What will a Japanese space probe find on Venus?

What will a Japanese space probe find on Venus?

The Japanese space probe Akatsuki has just entered orbit around our closest neighbor, Venus.

Japan’s space agency has announced that its Akatsuki probe has just entered into orbit around Venus after failing to reach the planet five years ago — but what will it find on our mysterious neighbor?

It’s the first time a Japanese space probe has entered orbit around another planet, truly an exciting milestone for the Japan Aerospace Exploration Agency (JAXA), according to an Agence France Presse report.

The probe appears to be functioning well and will begin a three-month initial observation before beginning full observation in April.

Akatsuki, which cost about $205 million, lifted off back in 2010 as scientists sought to learn more about the toxic atmosphere and volcanic surface of Venus, which is even closer to us than Mars.

The mission failed on its first approach, shooting right past Venus instead of getting sucked into its gravitational pull, and scientists had to turn it around and make a second attempt. This time, they were successful.

Another Japanese space probe, dubbed Hayabusa 2, has been quite busy lately as well, passing by Earth as it gets ready to use our gravitational pull to catapult to an asteroid far from here as scientists seek to learn more about the origins of our solar system. Hayabusa 2 is on a six-year mission to bring back mineral samples from the asteroid after being launched a year ago. It is expected to reach the asteroid in mid-2018, with soil samples to be returned to Earth in late 2020.

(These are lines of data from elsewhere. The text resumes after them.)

//! Wall-clock source used for due times, TTLs and heartbeats.

use chrono::{DateTime, TimeZone, Utc};
use std::fmt::Debug;
use std::sync::Arc;
use std::sync::atomic::{AtomicI64, Ordering};
use std::time::Duration;

pub trait Clock: Send + Sync + Debug {
    /// Current epoch milliseconds
    fn now_ms(&self) -> i64;

    fn now(&self) -> DateTime<Utc> {
        Utc.timestamp_millis_opt(self.now_ms())
            .single()
            .unwrap_or_else(Utc::now)
    }
}

pub type SharedClock = Arc<dyn Clock>;

#[derive(Debug, Default, Clone, Copy)]
pub struct SystemClock;

impl Clock for SystemClock {
    fn now_ms(&self) -> i64 {
        Utc::now().timestamp_millis()
    }
}

/// Clock that only moves when told to. Used to simulate time in tests.
#[derive(Debug)]
pub struct ManualClock {
    now_ms: AtomicI64,
}

impl ManualClock {
    pub fn new(start_ms: i64) -> Self {
        Self {
            now_ms: AtomicI64::new(start_ms),
        }
    }

    /// Start at the given instant
    pub fn at(instant: DateTime<Utc>) -> Self {
        Self::new(instant.timestamp_millis())
    }

    pub fn advance(&self, by: Duration) {
        self.now_ms.fetch_add(by.as_millis() as i64, Ordering::SeqCst);
    }

    pub fn set(&self, now_ms: i64) {
        self.now_ms.store(now_ms, Ordering::SeqCst);
    }
}

impl Clock for ManualClock {
    fn now_ms(&self) -> i64 {
        self.now_ms.load(Ordering::SeqCst)
    }
}
//! Retry/dead-letter decision shared by the consumer and the garbage collector.

use crate::config::RetryPolicy;
use crate::context::QueueContext;
use crate::error::Result;
use crate::gateway::ScriptCall;
use crate::keys::StatField;
use crate::message::Message;
use crate::scripts::QueueScript;
use std::time::Duration;

#[derive(Debug, Clone, Copy, PartialEq, Eq)]
pub enum FailureOutcome {
    /// Back on the ready queue, or in the scheduler index when `delay > 0`
    Requeued { delay: Duration },
    /// Retries exhausted
    DeadLettered,
    /// The payload was no longer in the source list
    Skipped,
}

/// Record one failed delivery of `message` (stored as `payload` in `source`)
/// and atomically move it to its next place.
pub async fn handle_failure(
    ctx: &QueueContext,
    source: &str,
    payload: &str,
    message: &Message,
    policy: &RetryPolicy,
) -> Result<FailureOutcome> {
    let failed = message.with_failed_attempt();
    let threshold = message.retry_threshold().unwrap_or(policy.threshold).max(1);
    let keys = ctx.keys();
    let updated = failed.to_json()?;

    if failed.attempts() >= threshold {
        let call = ScriptCall::new(QueueScript::TransferList)
            .key(source)
            .key(keys.dead_letter())
            .key(keys.stats())
            .arg(payload)
            .arg(updated)
            .arg(StatField::DeadLettered.as_ref());
        return Ok(if ctx.gateway().eval(call).await?.applied()? {
            FailureOutcome::DeadLettered
        } else {
            FailureOutcome::Skipped
        });
    }

    let delay = message
        .retry_delay()
        .unwrap_or_else(|| policy.delay_for(failed.attempts()));

    let call = if delay.is_zero() {
        ScriptCall::new(QueueScript::TransferList)
            .key(source)
            .key(keys.ready())
            .key(keys.stats())
            .arg(payload)
            .arg(updated)
            .arg(StatField::Requeued.as_ref())
    } else {
        ScriptCall::new(QueueScript::TransferScheduled)
            .key(source)
            .key(keys.scheduled())
            .key(keys.stats())
            .arg(payload)
            .arg(updated)
            .arg(ctx.now_ms() + delay.as_millis() as i64)
            .arg(StatField::Requeued.as_ref())
    };

    Ok(if ctx.gateway().eval(call).await?.applied()? {
        FailureOutcome::Requeued { delay }
    } else {
        FailureOutcome::Skipped
    })
}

From the JAXA news release: “The Japan Aerospace Exploration Agency (JAXA) successfully inserted the Venus Climate Orbiter “AKATSUKI” into the orbit circling around Venus. As a result of measuring and calculating the AKATSUKI’s orbit after its thrust ejection, the orbiter is now flying on the elliptical orbit at the apoapsis altitude of about 440,000 km and periapsis altitude of about 400 km from Venus. The orbit period is 13 days and 14 hours. We also found that the orbiter is flying in the same direction as that of Venus’s rotation.”